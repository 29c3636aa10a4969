//! # smarty-street - a typed client for the SmartyStreets US Street Address API
//!
//! Builds GET and POST lookups from address fields, enforces the provider's
//! field-combination rules before anything is sent, and decodes the answer
//! into read-only [`AddressCandidate`] records.
//!
//! ## Quick Start
//!
//! ```no_run
//! use smarty_street::{AddressInput, Client, Credentials};
//!
//! #[tokio::main]
//! async fn main() -> Result<(), smarty_street::Error> {
//!     let client = Client::builder()
//!         .credentials(Credentials::new("my-auth-id", "my-auth-token"))
//!         .build()?;
//!
//!     let input = AddressInput::new()
//!         .street("3214 N University Ave")
//!         .city("Provo")
//!         .state("UT")
//!         .candidates(3);
//!
//!     let response = client.get_address(&input, None).await?;
//!     for candidate in response.iter() {
//!         println!("{}, {}", candidate.delivery_line_1, candidate.last_line);
//!         println!("  deliverable: {}", candidate.analysis.dpv_match().is_deliverable());
//!     }
//!     println!("Request took {:?}", response.latency);
//!
//!     Ok(())
//! }
//! ```
//!
//! ## Accepted inputs
//!
//! Each [`AddressInput`] needs one of:
//!
//! - street + city + state
//! - street + zipcode
//! - a free-form, single-line address
//!
//! Anything else fails with [`Error::Validation`] without touching the
//! network. Batches sent with [`Client::post_addresses`] validate every
//! entry and report all invalid ones at once through [`Error::InvalidBatch`].
//!
//! ## Error Handling
//!
//! Every non-200 status is an [`Error::HttpError`] carrying a [`StatusKind`]:
//!
//! ```no_run
//! use smarty_street::{AddressInput, Client, Error, StatusKind};
//!
//! # async fn example(client: Client, input: AddressInput) {
//! match client.get_address(&input, None).await {
//!     Ok(response) => println!("{} candidates", response.len()),
//!     Err(Error::HttpError { kind: StatusKind::Unauthorized, .. }) => {
//!         eprintln!("Check the auth id and token");
//!     }
//!     Err(Error::DeserializationFailed { raw_response, serde_error, .. }) => {
//!         eprintln!("Unexpected body {}: {}", raw_response, serde_error);
//!     }
//!     Err(e) => eprintln!("Lookup failed: {}", e),
//! }
//! # }
//! ```
//!
//! ## Testing without the network
//!
//! Requests pass through the [`transport::Transport`] trait as plain data.
//! [`ClientBuilder::build_with_transport`] swaps the default `reqwest`
//! transport for any other implementation.

pub mod address;
pub mod candidate;
mod client;
mod error;
pub mod request;
mod response;
pub mod transport;

pub use address::{AddressInput, AddressOptional, Addressing, Credentials};
pub use candidate::{AddressCandidate, Analysis, Components, DpvMatch, Metadata};
pub use client::{Client, ClientBuilder, DEFAULT_BASE_URL};
pub use error::{BatchFailure, Error, Result, StatusKind, ValidationError};
pub use response::{parse_response, Response};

================

WHAT YOU HAVE TO DO:
Reproduce the entries above exactly, starting at their first line and finishing with the line that contains "decodes the answer".

RESPONSE AREA:
repository 29c3636aa10a4969
//! # smarty-street - a typed client for the SmartyStreets US Street Address API
//!
//! Builds GET and POST lookups from address fields, enforces the provider's
//! field-combination rules before anything is sent, and decodes the answer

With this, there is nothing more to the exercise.